====== Exercise inputs ======
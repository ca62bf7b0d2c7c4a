// Fieldgate Rust Source Code File
//
// Copyright 2024-2026 Fieldgate Project Developers. All rights reserved.
//
// Licensed under the BSD 3-Clause license. See LICENSE file in the project root
// for full license information.

//! The six detection strategies.
//!
//! Thresholds and confidences follow the device-documentation playbook:
//! 20%/50% drift, std over 10% of mean or a 20%-of-mean jump for patterns,
//! interval and 2× interval for maintenance, 30 °C / 80 %RH for the
//! environmental cross-check, and a 0.7 trigger for the learned score.

use crate::report::{AnomalyReport, AnomalyType, Severity};
use crate::{DetectionContext, Observation};
use fieldgate_descriptor::ParameterSpec;
use fieldgate_ml::ModelBundle;

/// Drift beyond this fraction of the baseline is reported.
const DRIFT_MEDIUM: f64 = 20.0;
const DRIFT_HIGH: f64 = 50.0;
/// Sample std above this fraction of the mean flags noise.
const PATTERN_NOISE_RATIO: f64 = 0.1;
/// A sample-to-sample jump above this fraction of the mean flags a spike.
const PATTERN_JUMP_RATIO: f64 = 0.2;
const ENV_TEMP_LIMIT: f64 = 30.0;
const ENV_HUMIDITY_LIMIT: f64 = 80.0;
const LEARNED_TRIGGER: f32 = 0.7;

const ENVIRONMENTAL_PLAYBOOK: [&str; 4] = [
  "Check HVAC system operation",
  "Verify ventilation",
  "Monitor for condensation",
  "Adjust environmental controls",
];

fn deviation_pct(value: f64, low: f64, high: f64) -> f64 {
  let center = (low + high) / 2.0;
  let width = high - low;
  if width == 0.0 {
    return 0.0;
  }
  (value - center).abs() / width * 100.0
}

/// Name-and-value heuristic for the likely root cause of a range excursion.
fn root_cause_hint(parameter: &str, value: f64) -> String {
  let lower = parameter.to_lowercase();
  if lower.contains("temperature") {
    if value > 40.0 {
      return "Possible sensor overheating or environmental issue".to_owned();
    }
    if value < 0.0 {
      return "Possible sensor failure or extreme cold".to_owned();
    }
  } else if lower.contains("humidity") {
    if value > 90.0 {
      return "Possible condensation or sensor contamination".to_owned();
    }
    if value < 10.0 {
      return "Possible sensor drift or dry environment".to_owned();
    }
  } else if lower.contains("pressure") {
    if value > 1100.0 {
      return "Possible sensor calibration issue".to_owned();
    }
    if value < 900.0 {
      return "Possible altitude change or sensor failure".to_owned();
    }
  }
  "Parameter outside normal operating range".to_owned()
}

fn numeric_parameters<'a>(
  context: &'a DetectionContext<'_>,
) -> impl Iterator<Item = (&'a String, &'a ParameterSpec, f64)> {
  context.current.iter().filter_map(|(name, value)| {
    context
      .descriptor
      .parameter(name)
      .map(|parameter| (name, parameter, *value))
  })
}

/// Strategy 1: documentation ranges. Closed intervals: a value exactly on the
/// warning boundary is inside warning, and a value exactly on the error
/// boundary is inside error (medium, not critical).
pub fn range(context: &DetectionContext<'_>) -> Vec<AnomalyReport> {
  let mut reports = Vec::new();
  for (name, parameter, value) in numeric_parameters(context) {
    let normal = parameter.normal_range();
    let expected = (normal.low(), normal.high());
    let deviation = deviation_pct(value, normal.low(), normal.high());
    let unit = parameter.unit();
    if !parameter.error_range().contains(value) {
      reports.push(AnomalyReport::new(
        context.device_id,
        AnomalyType::Range,
        Severity::Critical,
        name,
        value,
        expected,
        deviation,
        format!("{name} reading {value} {unit} is outside the critical range"),
        root_cause_hint(name, value),
        parameter.troubleshooting_steps().clone(),
        true,
        0.95,
        context.now,
      ));
    } else if !parameter.warning_range().contains(value) {
      reports.push(AnomalyReport::new(
        context.device_id,
        AnomalyType::Range,
        Severity::Medium,
        name,
        value,
        expected,
        deviation,
        format!("{name} reading {value} {unit} is outside the normal range"),
        root_cause_hint(name, value),
        parameter.troubleshooting_steps().clone(),
        false,
        0.85,
        context.now,
      ));
    }
  }
  reports
}

fn baseline_for(window: &[Observation], parameter: &str) -> Option<f64> {
  window
    .iter()
    .filter(|o| o.parameter == parameter)
    .min_by_key(|o| o.timestamp)
    .map(|o| o.value)
}

/// Strategy 2: drift against the first recorded observation of the session.
pub fn drift(context: &DetectionContext<'_>) -> Vec<AnomalyReport> {
  let mut reports = Vec::new();
  for (name, parameter, value) in numeric_parameters(context) {
    let Some(baseline) = baseline_for(context.window, name) else {
      continue;
    };
    if baseline.abs() < f64::EPSILON {
      continue;
    }
    let trend = (value - baseline) / baseline * 100.0;
    if !trend.is_finite() || trend.abs() <= DRIFT_MEDIUM {
      continue;
    }
    let high = trend.abs() > DRIFT_HIGH;
    reports.push(AnomalyReport::new(
      context.device_id,
      AnomalyType::Drift,
      if high { Severity::High } else { Severity::Medium },
      name,
      value,
      (baseline * 0.8, baseline * 1.2),
      trend,
      format!("{name} showing {trend:.1}% drift from baseline"),
      "Possible sensor drift or environmental change".to_owned(),
      parameter.troubleshooting_steps().clone(),
      high,
      0.80,
      context.now,
    ));
  }
  reports
}

fn window_values(window: &[Observation], parameter: &str) -> Vec<f64> {
  let mut observations: Vec<&Observation> =
    window.iter().filter(|o| o.parameter == parameter).collect();
  observations.sort_by_key(|o| o.timestamp);
  observations.iter().map(|o| o.value).collect()
}

/// Strategy 3: noise and spikes over the rolling window. Needs at least
/// three observations of the parameter.
pub fn pattern(context: &DetectionContext<'_>) -> Vec<AnomalyReport> {
  let mut reports = Vec::new();
  for (name, parameter, value) in numeric_parameters(context) {
    let values = window_values(context.window, name);
    if values.len() < 3 {
      continue;
    }
    let mean = values.iter().sum::<f64>() / values.len() as f64;
    if mean.abs() < f64::EPSILON {
      continue;
    }
    let variance = values.iter().map(|v| (v - mean) * (v - mean)).sum::<f64>() / values.len() as f64;
    let noisy = variance.sqrt() > mean.abs() * PATTERN_NOISE_RATIO;
    let spiky = values
      .windows(2)
      .any(|pair| (pair[1] - pair[0]).abs() > mean.abs() * PATTERN_JUMP_RATIO);
    if !noisy && !spiky {
      continue;
    }
    let normal = parameter.normal_range();
    reports.push(AnomalyReport::new(
      context.device_id,
      AnomalyType::Pattern,
      Severity::Medium,
      name,
      value,
      (normal.low(), normal.high()),
      0.0,
      format!("{name} showing an unusual pattern over the last {} readings", values.len()),
      "Possible sensor noise or communication issues".to_owned(),
      parameter.troubleshooting_steps().clone(),
      false,
      0.75,
      context.now,
    ));
  }
  reports
}
// Fieldgate Rust Source Code File
//
// Copyright 2024-2026 Fieldgate Project Developers. All rights reserved.
//
// Licensed under the BSD 3-Clause license. See LICENSE file in the project root
// for full license information.

use fieldgate_ml::{IntentClass, ModelBundle};
use getset::{CopyGetters, Getters};
use once_cell::sync::Lazy;
use regex::Regex;
use serde::Serialize;
use std::sync::Arc;
use tracing::debug;

static LOCATION_RE: Lazy<Regex> =
  Lazy::new(|| Regex::new(r"(?i)\b(?:room|zone)\s+([A-Za-z0-9]+)").expect("static pattern compiles"));
static VALUE_RE: Lazy<Regex> =
  Lazy::new(|| Regex::new(r"(?i)\b(?:to|at)\s+(-?\d+(?:\.\d+)?)\b").expect("static pattern compiles"));
static NUMBER_RE: Lazy<Regex> =
  Lazy::new(|| Regex::new(r"(-?\d+(?:\.\d+)?)").expect("static pattern compiles"));

/// Operator intent, collapsed from the eight model classes.
#[derive(Debug, Clone, Copy, PartialEq, Eq, Serialize, strum_macros::Display)]
#[strum(serialize_all = "lowercase")]
#[serde(rename_all = "lowercase")]
pub enum Intent {
  Get,
  Set,
  Status,
  Compare,
  Trend,
}

impl From<IntentClass> for Intent {
  fn from(class: IntentClass) -> Self {
    match class {
      IntentClass::GetTemperature | IntentClass::GetHumidity | IntentClass::GetPressure => Intent::Get,
      IntentClass::SetValue => Intent::Set,
      IntentClass::CompareData => Intent::Compare,
      IntentClass::GetTrend => Intent::Trend,
      IntentClass::GetStatus | IntentClass::GeneralQuery => Intent::Status,
    }
  }
}

/// One step of an operation plan.
#[derive(Debug, Clone, PartialEq, Serialize, Getters)]
pub struct PlanOperation {
  /// Target session, when one is live and carries the parameter.
  #[getset(get = "pub")]
  session_id: Option<String>,
  #[getset(get = "pub")]
  operation: Intent,
  #[getset(get = "pub")]
  parameter: Option<String>,
  #[getset(get = "pub")]
  value: Option<f64>,
}

impl PlanOperation {
  fn new(session_id: Option<String>, operation: Intent, parameter: Option<String>, value: Option<f64>) -> Self {
    Self {
      session_id,
      operation,
      parameter,
      value,
    }
  }
}

/// A planned response to one operator request.
#[derive(Debug, Clone, PartialEq, Serialize, Getters, CopyGetters)]
pub struct Plan {
  #[getset(get_copy = "pub")]
  intent: Intent,
  #[getset(get = "pub")]
  parameter: Option<String>,
  #[getset(get = "pub")]
  location: Option<String>,
  #[getset(get_copy = "pub")]
  value: Option<f64>,
  #[getset(get = "pub")]
  operations: Vec<PlanOperation>,
}

/// A live session the planner may target.
#[derive(Debug, Clone)]
pub struct SessionCandidate {
  pub session_id: String,
  pub parameters: Vec<String>,
}

impl SessionCandidate {
  fn has(&self, parameter: &str) -> bool {
    self.parameters.iter().any(|p| p == parameter)
  }
}

/// Intent + entity extraction → ordered operation plan.
///
/// The learned intent classifier and the keyword rule path produce the same
/// plans for the golden inputs; entity extraction is always rule-based.
pub struct QueryDispatcher {
  models: Arc<ModelBundle>,
}

impl QueryDispatcher {
  pub fn new(models: Arc<ModelBundle>) -> Self {
    Self { models }
  }

  pub fn plan(&self, query: &str, known_parameters: &[String], candidates: &[SessionCandidate]) -> Plan {
    let (class, confidence) = self.models.classify_intent(query);
    let intent = Intent::from(class);
    let parameter = extract_parameter(query, known_parameters);
    let location = extract_location(query);
    let value = extract_value(query, intent);
    debug!("query \"{query}\" → {intent} (class {class}, confidence {confidence:.2})");

    let operations = match intent {
      Intent::Get | Intent::Trend => match &parameter {
        Some(parameter) => vec![PlanOperation::new(
          first_session_with(candidates, parameter),
          intent,
          Some(parameter.clone()),
          None,
        )],
        None => Vec::new(),
      },
      Intent::Set => match &parameter {
        Some(parameter) => vec![PlanOperation::new(
          first_session_with(candidates, parameter),
          Intent::Set,
          Some(parameter.clone()),
          value,
        )],
        None => Vec::new(),
      },
      Intent::Compare => match &parameter {
        Some(parameter) => {
          let mut with_parameter: Vec<&SessionCandidate> =
            candidates.iter().filter(|c| c.has(parameter)).collect();
          with_parameter.truncate(2);
          with_parameter
            .iter()
            .map(|c| {
              PlanOperation::new(Some(c.session_id.clone()), Intent::Get, Some(parameter.clone()), None)
            })
            .collect()
        }
        None => Vec::new(),
      },
      Intent::Status => candidates
        .iter()
        .map(|c| PlanOperation::new(Some(c.session_id.clone()), Intent::Status, None, None))
        .collect(),
    };

    Plan {
      intent,
      parameter,
      location,
      value,
      operations,
    }
  }
}

/// Longest known parameter name mentioned in the query, matched on
/// normalized word boundaries; falls back to the bare channel words.
fn extract_parameter(query: &str, known_parameters: &[String]) -> Option<String> {
  let normalized = normalize(query);
  let mut best: Option<&String> = None;
  for name in known_parameters {
    if normalized.contains(&normalize(name))
      && best.map(|b| name.len() > b.len()).unwrap_or(true)
    {
      best = Some(name);
    }
  }
  if let Some(best) = best {
    return Some(best.clone());
  }
  for channel in ["temperature", "humidity", "pressure"] {
    if normalized.contains(channel) {
      return Some(channel.to_owned());
    }
  }
  None
}

fn normalize(text: &str) -> String {
  text
    .to_lowercase()
    .chars()
    .map(|c| if c.is_ascii_alphanumeric() { c } else { ' ' })
    .collect::<String>()
    .split_whitespace()
    .collect::<Vec<_>>()
    .join(" ")
}

fn extract_location(query: &str) -> Option<String> {
  LOCATION_RE
    .captures(query)
    .map(|c| format!("room_{}", c[1].to_lowercase()))
}

fn extract_value(query: &str, intent: Intent) -> Option<f64> {
  if intent != Intent::Set {
    return None;
  }
  // Prefer "to 22" / "at 22"; otherwise the last number that is not a room.
  if let Some(captures) = VALUE_RE.captures(query) {
    return captures[1].parse().ok();
  }
  let stripped = LOCATION_RE.replace_all(query, "");
  NUMBER_RE
    .captures_iter(&stripped)
    .last()
    .and_then(|c| c[1].parse().ok())
}

fn first_session_with(candidates: &[SessionCandidate], parameter: &str) -> Option<String> {
  candidates.iter().find(|c| c.has(parameter)).map(|c| c.session_id.clone())
}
======
» What the exercise asks
Check the material above line by line, and give only the number of lines holding the string "candidates".

» Response area
7